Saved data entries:
################
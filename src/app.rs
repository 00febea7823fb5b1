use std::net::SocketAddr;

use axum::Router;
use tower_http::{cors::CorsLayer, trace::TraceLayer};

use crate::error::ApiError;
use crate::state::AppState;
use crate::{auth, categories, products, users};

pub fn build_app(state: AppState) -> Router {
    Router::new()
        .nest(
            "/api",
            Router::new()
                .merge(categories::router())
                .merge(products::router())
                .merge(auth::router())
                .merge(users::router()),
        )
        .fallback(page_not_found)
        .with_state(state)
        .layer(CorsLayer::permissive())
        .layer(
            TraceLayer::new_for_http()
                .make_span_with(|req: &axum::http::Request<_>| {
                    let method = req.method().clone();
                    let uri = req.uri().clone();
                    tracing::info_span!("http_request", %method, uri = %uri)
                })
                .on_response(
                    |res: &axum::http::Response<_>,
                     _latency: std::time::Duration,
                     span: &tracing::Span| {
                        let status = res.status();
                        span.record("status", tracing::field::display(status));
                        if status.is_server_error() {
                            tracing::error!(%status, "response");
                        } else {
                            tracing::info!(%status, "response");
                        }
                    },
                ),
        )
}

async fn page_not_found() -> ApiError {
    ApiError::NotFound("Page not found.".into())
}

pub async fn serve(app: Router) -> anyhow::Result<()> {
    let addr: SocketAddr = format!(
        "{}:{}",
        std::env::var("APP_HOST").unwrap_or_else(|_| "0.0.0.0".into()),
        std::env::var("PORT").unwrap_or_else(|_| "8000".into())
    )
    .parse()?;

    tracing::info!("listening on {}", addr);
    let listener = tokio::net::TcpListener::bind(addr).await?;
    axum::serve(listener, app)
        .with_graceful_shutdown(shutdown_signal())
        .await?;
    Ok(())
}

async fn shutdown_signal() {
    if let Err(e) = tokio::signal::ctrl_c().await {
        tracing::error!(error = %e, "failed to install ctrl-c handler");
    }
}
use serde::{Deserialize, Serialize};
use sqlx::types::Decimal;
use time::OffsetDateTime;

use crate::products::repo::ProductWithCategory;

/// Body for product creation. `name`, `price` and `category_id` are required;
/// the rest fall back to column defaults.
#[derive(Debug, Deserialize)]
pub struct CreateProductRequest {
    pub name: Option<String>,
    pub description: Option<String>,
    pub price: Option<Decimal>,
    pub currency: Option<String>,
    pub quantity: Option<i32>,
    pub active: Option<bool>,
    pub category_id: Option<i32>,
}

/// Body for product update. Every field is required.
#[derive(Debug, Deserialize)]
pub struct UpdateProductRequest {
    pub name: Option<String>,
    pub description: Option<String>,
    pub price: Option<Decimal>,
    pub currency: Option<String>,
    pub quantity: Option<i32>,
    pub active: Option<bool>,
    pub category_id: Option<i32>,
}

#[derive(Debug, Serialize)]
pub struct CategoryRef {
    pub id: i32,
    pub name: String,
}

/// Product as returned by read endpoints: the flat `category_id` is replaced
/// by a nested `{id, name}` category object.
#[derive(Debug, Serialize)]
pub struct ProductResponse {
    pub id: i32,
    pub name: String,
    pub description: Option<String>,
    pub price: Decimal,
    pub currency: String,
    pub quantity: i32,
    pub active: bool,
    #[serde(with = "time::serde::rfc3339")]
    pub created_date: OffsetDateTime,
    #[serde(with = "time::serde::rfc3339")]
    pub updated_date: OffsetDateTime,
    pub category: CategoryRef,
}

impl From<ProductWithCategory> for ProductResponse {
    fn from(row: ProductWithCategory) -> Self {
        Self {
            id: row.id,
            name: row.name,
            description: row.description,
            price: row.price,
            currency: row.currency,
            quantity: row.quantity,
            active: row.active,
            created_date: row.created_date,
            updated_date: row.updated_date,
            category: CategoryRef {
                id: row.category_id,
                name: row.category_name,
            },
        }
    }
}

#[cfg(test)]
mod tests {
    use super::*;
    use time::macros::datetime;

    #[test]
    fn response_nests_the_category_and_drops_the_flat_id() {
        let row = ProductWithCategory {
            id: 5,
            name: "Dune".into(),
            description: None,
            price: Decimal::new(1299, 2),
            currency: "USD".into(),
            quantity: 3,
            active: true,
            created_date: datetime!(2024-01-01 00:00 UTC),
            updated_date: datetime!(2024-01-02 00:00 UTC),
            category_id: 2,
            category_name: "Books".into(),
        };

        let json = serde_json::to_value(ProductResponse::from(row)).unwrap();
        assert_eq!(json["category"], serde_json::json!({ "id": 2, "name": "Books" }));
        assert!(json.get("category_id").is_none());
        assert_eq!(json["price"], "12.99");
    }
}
################
• Activity:
For this exercise, all the data must be repeated exactly.

• Expected answer:
filename src/app.rs
repository 00febea7823fb5b1
use std::net::SocketAddr;

use axum::Router;
use tower_http::{cors::CorsLayer, trace::TraceLayer};

use crate::error::ApiError;
use crate::state::AppState;
use crate::{auth, categories, products, users};

pub fn build_app(state: AppState) -> Router {
    Router::new()
        .nest(
            "/api",
            Router::new()
                .merge(categories::router())
                .merge(products::router())
                .merge(auth::router())
                .merge(users::router()),
        )
        .fallback(page_not_found)
        .with_state(state)
        .layer(CorsLayer::permissive())
        .layer(
            TraceLayer::new_for_http()
                .make_span_with(|req: &axum::http::Request<_>| {
                    let method = req.method().clone();
                    let uri = req.uri().clone();
                    tracing::info_span!("http_request", %method, uri = %uri)
                })
                .on_response(
                    |res: &axum::http::Response<_>,
                     _latency: std::time::Duration,
                     span: &tracing::Span| {
                        let status = res.status();
                        span.record("status", tracing::field::display(status));
                        if status.is_server_error() {
                            tracing::error!(%status, "response");
                        } else {
                            tracing::info!(%status, "response");
                        }
                    },
                ),
        )
}

async fn page_not_found() -> ApiError {
    ApiError::NotFound("Page not found.".into())
}

pub async fn serve(app: Router) -> anyhow::Result<()> {
    let addr: SocketAddr = format!(
        "{}:{}",
        std::env::var("APP_HOST").unwrap_or_else(|_| "0.0.0.0".into()),
        std::env::var("PORT").unwrap_or_else(|_| "8000".into())
    )
    .parse()?;

    tracing::info!("listening on {}", addr);
    let listener = tokio::net::TcpListener::bind(addr).await?;
    axum::serve(listener, app)
        .with_graceful_shutdown(shutdown_signal())
        .await?;
    Ok(())
}

async fn shutdown_signal() {
    if let Err(e) = tokio::signal::ctrl_c().await {
        tracing::error!(error = %e, "failed to install ctrl-c handler");
    }
}
use serde::{Deserialize, Serialize};
use sqlx::types::Decimal;
use time::OffsetDateTime;

use crate::products::repo::ProductWithCategory;

/// Body for product creation. `name`, `price` and `category_id` are required;
/// the rest fall back to column defaults.
#[derive(Debug, Deserialize)]
pub struct CreateProductRequest {
    pub name: Option<String>,
    pub description: Option<String>,
    pub price: Option<Decimal>,
    pub currency: Option<String>,
    pub quantity: Option<i32>,
    pub active: Option<bool>,
    pub category_id: Option<i32>,
}

/// Body for product update. Every field is required.
#[derive(Debug, Deserialize)]
pub struct UpdateProductRequest {
    pub name: Option<String>,
    pub description: Option<String>,
    pub price: Option<Decimal>,
    pub currency: Option<String>,
    pub quantity: Option<i32>,
    pub active: Option<bool>,
    pub category_id: Option<i32>,
}

#[derive(Debug, Serialize)]
pub struct CategoryRef {
    pub id: i32,
    pub name: String,
}

/// Product as returned by read endpoints: the flat `category_id` is replaced
/// by a nested `{id, name}` category object.
#[derive(Debug, Serialize)]
pub struct ProductResponse {
    pub id: i32,
    pub name: String,
    pub description: Option<String>,
    pub price: Decimal,
    pub currency: String,
    pub quantity: i32,
    pub active: bool,
    #[serde(with = "time::serde::rfc3339")]
    pub created_date: OffsetDateTime,
    #[serde(with = "time::serde::rfc3339")]
    pub updated_date: OffsetDateTime,
    pub category: CategoryRef,
}

impl From<ProductWithCategory> for ProductResponse {
    fn from(row: ProductWithCategory) -> Self {
        Self {
            id: row.id,
            name: row.name,
            description: row.description,
            price: row.price,
            currency: row.currency,
            quantity: row.quantity,
            active: row.active,
            created_date: row.created_date,
            updated_date: row.updated_date,
            category: CategoryRef {
                id: row.category_id,
                name: row.category_name,
            },
        }
    }
}

#[cfg(test)]
mod tests {
    use super::*;
    use time::macros::datetime;

    #[test]
    fn response_nests_the_category_and_drops_the_flat_id() {
        let row = ProductWithCategory {
            id: 5,
            name: "Dune".into(),
            description: None,
            price: Decimal::new(1299, 2),
            currency: "USD".into(),
            quantity: 3,
            active: true,
            created_date: datetime!(2024-01-01 00:00 UTC),
            updated_date: datetime!(2024-01-02 00:00 UTC),
            category_id: 2,
            category_name: "Books".into(),
        };

        let json = serde_json::to_value(ProductResponse::from(row)).unwrap();
        assert_eq!(json["category"], serde_json::json!({ "id": 2, "name": "Books" }));
        assert!(json.get("category_id").is_none());
        assert_eq!(json["price"], "12.99");
    }
}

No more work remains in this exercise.